Inesistente in rerum natura, essa è l’aspetto della giustizia fondata sulla identità metafisica degli uomini derivante dalla loro natura razionale, mentre dal punto di vista cristiano è l’essere fratelli di fronte a Dio Padre comune. Esigenze equitative col tempo hanno imposto che in suo nome fosse eliminato ogni abuso e prepotenza di una classe sociale sull’altra. Invece la stessa uguaglianza sbandierata dai giacobini è nata come mezzo di lotta politica, perché in realtà interpretava la aspirazione della borghesia alla abolizione di privilegi altrui, dei quali intendeva appropriarsi.

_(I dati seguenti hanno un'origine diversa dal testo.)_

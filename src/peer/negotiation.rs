//! Perfect negotiation (вежливая и невежливая сторона).
//!
//! Любой из пиров может начать offer в любой момент. Если два offer'а
//! встретились (glare), исход решает заранее назначенная роль, без лишнего
//! обмена: impolite отбрасывает входящий offer и оставляет свой, polite
//! откатывает свой offer и отвечает.
//!
//! https://w3c.github.io/webrtc-pc/#perfect-negotiation-example

use crate::error::Result;
use crate::peer::engine::{RtcEngine, SignalingState};
use crate::peer::types::{IceCandidate, OfferOptions, PeerRole, SdpType, SessionDescription};
use crate::signaling::SignalingLink;
use std::sync::atomic::{AtomicBool, Ordering};
use tracing::{debug, error, warn};

/// Что делать со входящим remote description
#[derive(Debug, Clone, Copy, PartialEq, Eq)]
pub enum RemoteAction {
    /// Коллизия на impolite стороне: отбросить
    Ignore,
    /// Коллизия на polite стороне: откатиться и применить
    RollbackAndApply,
    Apply,
}

/// Всё, что нужно раунду согласования, кроме флагов
pub struct Exchange<'a, E: RtcEngine> {
    pub engine: &'a E,
    pub link: &'a dyn SignalingLink,
    pub remote_id: &'a str,
    pub options: OfferOptions,
}

/// Сбрасывает `making_offer` по окончании попытки, чем бы она ни кончилась
pub struct OfferGuard<'a> {
    flag: &'a AtomicBool,
}

impl Drop for OfferGuard<'_> {
    fn drop(&mut self) {
        self.flag.store(false, Ordering::SeqCst);
    }
}

/// Флаги согласования одной сессии и offer/answer логика на них
pub struct Negotiator {
    role: PeerRole,
    making_offer: AtomicBool,
    ignore_offer: AtomicBool,
}

impl Negotiator {
    pub fn new(role: PeerRole) -> Self {
        Self {
            role,
            making_offer: AtomicBool::new(false),
            ignore_offer: AtomicBool::new(false),
        }
    }

    pub fn role(&self) -> PeerRole {
        self.role
    }

    pub fn making_offer(&self) -> bool {
        self.making_offer.load(Ordering::SeqCst)
    }

    pub fn ignore_offer(&self) -> bool {
        self.ignore_offer.load(Ordering::SeqCst)
    }

    pub fn begin_offer(&self) -> OfferGuard<'_> {
        self.making_offer.store(true, Ordering::SeqCst);
        OfferGuard {
            flag: &self.making_offer,
        }
    }

    /// Решает, что делать со входящим description, и запоминает `ignore_offer`
    pub fn classify(&self, incoming: SdpType, signaling: SignalingState) -> RemoteAction {
        let offer_collision = incoming == SdpType::Offer
            && (self.making_offer() || signaling != SignalingState::Stable);
        let ignore = !self.role.is_polite() && offer_collision;
        self.ignore_offer.store(ignore, Ordering::SeqCst);

        if ignore {
            RemoteAction::Ignore
        } else if offer_collision {
            RemoteAction::RollbackAndApply
        } else {
            RemoteAction::Apply
        }
    }

    /// Обработка negotiation-needed. Ошибка молча завершает раунд.
    pub async fn negotiation_needed<E: RtcEngine>(&self, ex: &Exchange<'_, E>) {
        debug!("negotiation needed");
        let _guard = self.begin_offer();
        if let Err(e) = self.make_offer(ex).await {
            error!("failed to initiate negotiation: {e}");
        }
    }

    async fn make_offer<E: RtcEngine>(&self, ex: &Exchange<'_, E>) -> Result<()> {
        let offer = ex.engine.create_offer(ex.options).await?;

        if ex.engine.signaling_state() != SignalingState::Stable {
            debug!(
                "negotiation stopped: signaling state is {:?}",
                ex.engine.signaling_state()
            );
        }

        ex.engine.set_local_description(offer.clone()).await?;
        let description = ex.engine.local_description().await.unwrap_or(offer);
        send_description(ex, &description).await
    }

    /// Применяет удалённый description. Ошибки логируются, наружу не выходят.
    pub async fn accept_remote_description<E: RtcEngine>(
        &self,
        ex: &Exchange<'_, E>,
        payload: &str,
    ) {
        if let Err(e) = self.apply_remote(ex, payload).await {
            error!("failed to accept description: {e}");
        }
    }

    async fn apply_remote<E: RtcEngine>(&self, ex: &Exchange<'_, E>, payload: &str) -> Result<()> {
        let description: SessionDescription = serde_json::from_str(payload)?;
        let is_offer = description.is_offer();

        match self.classify(description.sdp_type, ex.engine.signaling_state()) {
            RemoteAction::Ignore => {
                warn!("offer collision, ignoring remote offer");
                return Ok(());
            }
            RemoteAction::RollbackAndApply => {
                debug!("offer collision, rolling back local offer");
                let (rollback, remote) = tokio::join!(
                    ex.engine
                        .set_local_description(SessionDescription::rollback()),
                    ex.engine.set_remote_description(description),
                );
                rollback?;
                remote?;
            }
            RemoteAction::Apply => {
                ex.engine.set_remote_description(description).await?;
            }
        }

        if is_offer {
            let answer = ex.engine.create_answer(ex.options).await?;
            ex.engine.set_local_description(answer.clone()).await?;
            send_description(ex, &answer).await?;
        }
        Ok(())
    }

    /// Применяет удалённый ICE-кандидат.
    ///
    /// Кандидаты проигнорированного offer'а ожидаемо не применяются, такие
    /// ошибки глотаются; любая другая возвращается.
    pub async fn accept_ice_candidate<E: RtcEngine>(
        &self,
        ex: &Exchange<'_, E>,
        payload: &str,
    ) -> Result<()> {
        let candidate: IceCandidate = serde_json::from_str(payload)?;
        debug!("remote ICE candidate");

        match ex.engine.add_ice_candidate(candidate).await {
            Ok(()) => Ok(()),
            Err(e) if self.ignore_offer() => {
                debug!("dropped candidate of ignored offer: {e}");
                Ok(())
            }
            Err(e) => Err(e),
        }
    }
}

async fn send_description<E: RtcEngine>(
    ex: &Exchange<'_, E>,
    description: &SessionDescription,
) -> Result<()> {
    let payload = serde_json::to_string(description)?;
    ex.link.send_local_description(ex.remote_id, payload).await?;
    debug!(
        "session description sent, type = {:?}",
        description.sdp_type
    );
    Ok(())
}

#[cfg(test)]
mod tests {
    use super::*;

    #[test]
    fn impolite_ignores_colliding_offer() {
        let n = Negotiator::new(PeerRole::Impolite);
        let _guard = n.begin_offer();
        assert_eq!(
            n.classify(SdpType::Offer, SignalingState::Stable),
            RemoteAction::Ignore
        );
        assert!(n.ignore_offer());
    }

    #[test]
    fn polite_rolls_back_colliding_offer() {
        let n = Negotiator::new(PeerRole::Polite);
        assert_eq!(
            n.classify(SdpType::Offer, SignalingState::HaveLocalOffer),
            RemoteAction::RollbackAndApply
        );
        assert!(!n.ignore_offer());
    }

    #[test]
    fn no_collision_without_pending_offer() {
        for role in [PeerRole::Polite, PeerRole::Impolite] {
            let n = Negotiator::new(role);
            assert_eq!(
                n.classify(SdpType::Offer, SignalingState::Stable),
                RemoteAction::Apply
            );
        }
    }

    #[test]
    fn answers_never_collide_and_reset_ignore_flag() {
        let n = Negotiator::new(PeerRole::Impolite);
        n.classify(SdpType::Offer, SignalingState::HaveLocalOffer);
        assert!(n.ignore_offer());

        assert_eq!(
            n.classify(SdpType::Answer, SignalingState::HaveLocalOffer),
            RemoteAction::Apply
        );
        assert!(!n.ignore_offer());
    }

    #[test]
    fn offer_guard_clears_flag() {
        let n = Negotiator::new(PeerRole::Polite);
        {
            let _guard = n.begin_offer();
            assert!(n.making_offer());
        }
        assert!(!n.making_offer());
    }

    #[test]
    fn offer_guard_clears_flag_on_unwind() {
        let n = Negotiator::new(PeerRole::Polite);
        let result = std::panic::catch_unwind(std::panic::AssertUnwindSafe(|| {
            let _guard = n.begin_offer();
            panic!("offer failed");
        }));
        assert!(result.is_err());
        assert!(!n.making_offer());
    }
}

Il pensiero liberale la riporta nell’alveo dei limiti imposti alla pubblica amministrazione dai principi dello stato di diritto. La Costituzione dice che il legislatore ordinario non può fare leggi che assumano il sesso, la razza, le convinzioni religiose o politiche per stabilire un trattamento svantaggioso o privilegiato. È l’enunciato di massima di un principio di non discriminazione. Si intende che operi a parità di condizioni, nel rispetto dei principi dell’ordinamento, e nei limiti imposti dal criterio di ragionevolezza perché è evidente che le differenze accidentali esigono valutazioni e trattamenti differenziati. È bene che non sia un maschio irsuto ad interpretare la parte di Odette nel Lago dei cigni. Potrebbe convenirne persino la Bignardi.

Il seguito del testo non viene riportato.